**INSTRUCTIONS TO FOLLOW**
Every single entry that follows is to be retyped exactly.

===== DATA SUPPLIED

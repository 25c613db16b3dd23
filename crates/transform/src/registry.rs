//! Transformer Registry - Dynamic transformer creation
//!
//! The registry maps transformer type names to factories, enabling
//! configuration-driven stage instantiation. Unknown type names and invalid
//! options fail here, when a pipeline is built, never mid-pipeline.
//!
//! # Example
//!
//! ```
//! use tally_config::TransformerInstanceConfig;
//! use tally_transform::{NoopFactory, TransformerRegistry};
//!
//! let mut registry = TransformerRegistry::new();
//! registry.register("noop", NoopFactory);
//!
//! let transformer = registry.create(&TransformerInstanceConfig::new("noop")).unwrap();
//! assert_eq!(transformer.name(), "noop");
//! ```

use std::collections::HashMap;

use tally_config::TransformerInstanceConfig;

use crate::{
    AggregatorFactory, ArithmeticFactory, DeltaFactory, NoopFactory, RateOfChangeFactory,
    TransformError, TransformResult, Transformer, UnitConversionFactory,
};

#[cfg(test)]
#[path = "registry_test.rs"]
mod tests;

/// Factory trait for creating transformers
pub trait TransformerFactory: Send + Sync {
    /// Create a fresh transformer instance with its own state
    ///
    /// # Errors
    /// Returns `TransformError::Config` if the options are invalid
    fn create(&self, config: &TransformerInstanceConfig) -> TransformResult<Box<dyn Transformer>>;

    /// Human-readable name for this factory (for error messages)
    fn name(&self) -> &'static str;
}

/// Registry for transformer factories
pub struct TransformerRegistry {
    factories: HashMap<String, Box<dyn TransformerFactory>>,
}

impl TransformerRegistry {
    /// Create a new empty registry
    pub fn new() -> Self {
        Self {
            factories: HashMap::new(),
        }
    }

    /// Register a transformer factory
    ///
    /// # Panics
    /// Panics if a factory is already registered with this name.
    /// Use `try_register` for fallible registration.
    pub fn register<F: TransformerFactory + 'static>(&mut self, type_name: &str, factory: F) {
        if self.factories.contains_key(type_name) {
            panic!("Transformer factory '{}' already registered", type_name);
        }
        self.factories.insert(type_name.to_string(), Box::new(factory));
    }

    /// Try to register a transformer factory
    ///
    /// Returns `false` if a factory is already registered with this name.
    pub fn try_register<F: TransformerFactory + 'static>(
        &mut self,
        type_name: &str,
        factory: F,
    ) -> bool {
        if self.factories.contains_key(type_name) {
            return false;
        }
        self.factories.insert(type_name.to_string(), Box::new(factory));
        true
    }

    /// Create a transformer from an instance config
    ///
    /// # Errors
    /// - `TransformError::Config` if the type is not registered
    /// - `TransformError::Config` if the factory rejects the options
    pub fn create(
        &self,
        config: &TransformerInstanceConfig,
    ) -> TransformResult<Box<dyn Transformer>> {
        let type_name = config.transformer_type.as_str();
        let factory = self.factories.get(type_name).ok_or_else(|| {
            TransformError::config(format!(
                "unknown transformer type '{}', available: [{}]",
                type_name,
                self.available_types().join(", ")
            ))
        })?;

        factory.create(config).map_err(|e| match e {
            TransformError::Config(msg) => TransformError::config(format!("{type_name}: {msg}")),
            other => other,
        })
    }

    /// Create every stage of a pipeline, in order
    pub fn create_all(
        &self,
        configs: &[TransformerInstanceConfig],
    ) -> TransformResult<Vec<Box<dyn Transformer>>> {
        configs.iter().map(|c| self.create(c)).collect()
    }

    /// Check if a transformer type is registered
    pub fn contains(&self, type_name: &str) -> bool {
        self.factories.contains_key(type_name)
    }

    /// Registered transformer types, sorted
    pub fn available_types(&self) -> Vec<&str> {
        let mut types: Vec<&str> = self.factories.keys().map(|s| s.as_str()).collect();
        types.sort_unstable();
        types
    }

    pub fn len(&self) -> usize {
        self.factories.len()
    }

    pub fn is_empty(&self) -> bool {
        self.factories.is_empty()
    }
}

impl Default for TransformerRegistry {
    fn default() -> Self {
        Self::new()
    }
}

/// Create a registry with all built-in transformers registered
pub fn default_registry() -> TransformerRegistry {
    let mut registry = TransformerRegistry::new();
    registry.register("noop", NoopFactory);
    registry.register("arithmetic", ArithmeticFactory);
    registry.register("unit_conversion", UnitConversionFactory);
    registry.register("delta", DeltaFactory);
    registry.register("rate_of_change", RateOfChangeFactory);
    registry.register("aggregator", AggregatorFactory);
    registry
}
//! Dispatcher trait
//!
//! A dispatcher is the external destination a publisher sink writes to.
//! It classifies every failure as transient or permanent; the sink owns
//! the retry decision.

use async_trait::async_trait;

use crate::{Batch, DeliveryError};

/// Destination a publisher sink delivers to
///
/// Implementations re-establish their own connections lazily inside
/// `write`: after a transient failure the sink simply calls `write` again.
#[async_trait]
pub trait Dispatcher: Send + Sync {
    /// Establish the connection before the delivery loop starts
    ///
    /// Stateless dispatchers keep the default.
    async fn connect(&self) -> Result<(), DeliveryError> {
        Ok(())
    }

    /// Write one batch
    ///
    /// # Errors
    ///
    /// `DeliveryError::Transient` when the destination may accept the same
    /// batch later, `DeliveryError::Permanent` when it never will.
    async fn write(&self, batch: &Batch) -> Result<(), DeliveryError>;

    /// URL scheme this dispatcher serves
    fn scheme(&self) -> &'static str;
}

==========

**WRITTEN REPLY**
repository 25c613db16b3dd23
filename crates/transform/src/registry.rs
//! Transformer Registry - Dynamic transformer creation
//!
//! The registry maps transformer type names to factories, enabling
//! configuration-driven stage instantiation. Unknown type names and invalid
//! options fail here, when a pipeline is built, never mid-pipeline.
//!
//! # Example
//!
//! ```
//! use tally_config::TransformerInstanceConfig;
//! use tally_transform::{NoopFactory, TransformerRegistry};
//!
//! let mut registry = TransformerRegistry::new();
//! registry.register("noop", NoopFactory);
//!
//! let transformer = registry.create(&TransformerInstanceConfig::new("noop")).unwrap();
//! assert_eq!(transformer.name(), "noop");
//! ```

use std::collections::HashMap;

use tally_config::TransformerInstanceConfig;

use crate::{
    AggregatorFactory, ArithmeticFactory, DeltaFactory, NoopFactory, RateOfChangeFactory,
    TransformError, TransformResult, Transformer, UnitConversionFactory,
};

#[cfg(test)]
#[path = "registry_test.rs"]
mod tests;

/// Factory trait for creating transformers
pub trait TransformerFactory: Send + Sync {
    /// Create a fresh transformer instance with its own state
    ///
    /// # Errors
    /// Returns `TransformError::Config` if the options are invalid
    fn create(&self, config: &TransformerInstanceConfig) -> TransformResult<Box<dyn Transformer>>;

    /// Human-readable name for this factory (for error messages)
    fn name(&self) -> &'static str;
}

/// Registry for transformer factories
pub struct TransformerRegistry {
    factories: HashMap<String, Box<dyn TransformerFactory>>,
}

impl TransformerRegistry {
    /// Create a new empty registry
    pub fn new() -> Self {
        Self {
            factories: HashMap::new(),
        }
    }

    /// Register a transformer factory
    ///
    /// # Panics
    /// Panics if a factory is already registered with this name.
    /// Use `try_register` for fallible registration.
    pub fn register<F: TransformerFactory + 'static>(&mut self, type_name: &str, factory: F) {
        if self.factories.contains_key(type_name) {
            panic!("Transformer factory '{}' already registered", type_name);
        }
        self.factories.insert(type_name.to_string(), Box::new(factory));
    }

    /// Try to register a transformer factory
    ///
    /// Returns `false` if a factory is already registered with this name.
    pub fn try_register<F: TransformerFactory + 'static>(
        &mut self,
        type_name: &str,
        factory: F,
    ) -> bool {
        if self.factories.contains_key(type_name) {
            return false;
        }
        self.factories.insert(type_name.to_string(), Box::new(factory));
        true
    }

    /// Create a transformer from an instance config
    ///
    /// # Errors
    /// - `TransformError::Config` if the type is not registered
    /// - `TransformError::Config` if the factory rejects the options
    pub fn create(
        &self,
        config: &TransformerInstanceConfig,
    ) -> TransformResult<Box<dyn Transformer>> {
        let type_name = config.transformer_type.as_str();
        let factory = self.factories.get(type_name).ok_or_else(|| {
            TransformError::config(format!(
                "unknown transformer type '{}', available: [{}]",
                type_name,
                self.available_types().join(", ")
            ))
        })?;

        factory.create(config).map_err(|e| match e {
            TransformError::Config(msg) => TransformError::config(format!("{type_name}: {msg}")),
            other => other,
        })
    }

    /// Create every stage of a pipeline, in order
    pub fn create_all(
        &self,
        configs: &[TransformerInstanceConfig],
    ) -> TransformResult<Vec<Box<dyn Transformer>>> {
        configs.iter().map(|c| self.create(c)).collect()
    }

    /// Check if a transformer type is registered
    pub fn contains(&self, type_name: &str) -> bool {
        self.factories.contains_key(type_name)
    }

    /// Registered transformer types, sorted
    pub fn available_types(&self) -> Vec<&str> {
        let mut types: Vec<&str> = self.factories.keys().map(|s| s.as_str()).collect();
        types.sort_unstable();
        types
    }

    pub fn len(&self) -> usize {
        self.factories.len()
    }

    pub fn is_empty(&self) -> bool {
        self.factories.is_empty()
    }
}

impl Default for TransformerRegistry {
    fn default() -> Self {
        Self::new()
    }
}

/// Create a registry with all built-in transformers registered
pub fn default_registry() -> TransformerRegistry {
    let mut registry = TransformerRegistry::new();
    registry.register("noop", NoopFactory);
    registry.register("arithmetic", ArithmeticFactory);
    registry.register("unit_conversion", UnitConversionFactory);
    registry.register("delta", DeltaFactory);
    registry.register("rate_of_change", RateOfChangeFactory);
    registry.register("aggregator", AggregatorFactory);
    registry
}
//! Dispatcher trait
//!
//! A dispatcher is the external destination a publisher sink writes to.
//! It classifies every failure as transient or permanent; the sink owns
//! the retry decision.

use async_trait::async_trait;

use crate::{Batch, DeliveryError};

/// Destination a publisher sink delivers to
///
/// Implementations re-establish their own connections lazily inside
/// `write`: after a transient failure the sink simply calls `write` again.
#[async_trait]
pub trait Dispatcher: Send + Sync {
    /// Establish the connection before the delivery loop starts
    ///
    /// Stateless dispatchers keep the default.
    async fn connect(&self) -> Result<(), DeliveryError> {
        Ok(())
    }

    /// Write one batch
    ///
    /// # Errors
    ///
    /// `DeliveryError::Transient` when the destination may accept the same
    /// batch later, `DeliveryError::Permanent` when it never will.
    async fn write(&self, batch: &Batch) -> Result<(), DeliveryError>;

    /// URL scheme this dispatcher serves
    fn scheme(&self) -> &'static str;
}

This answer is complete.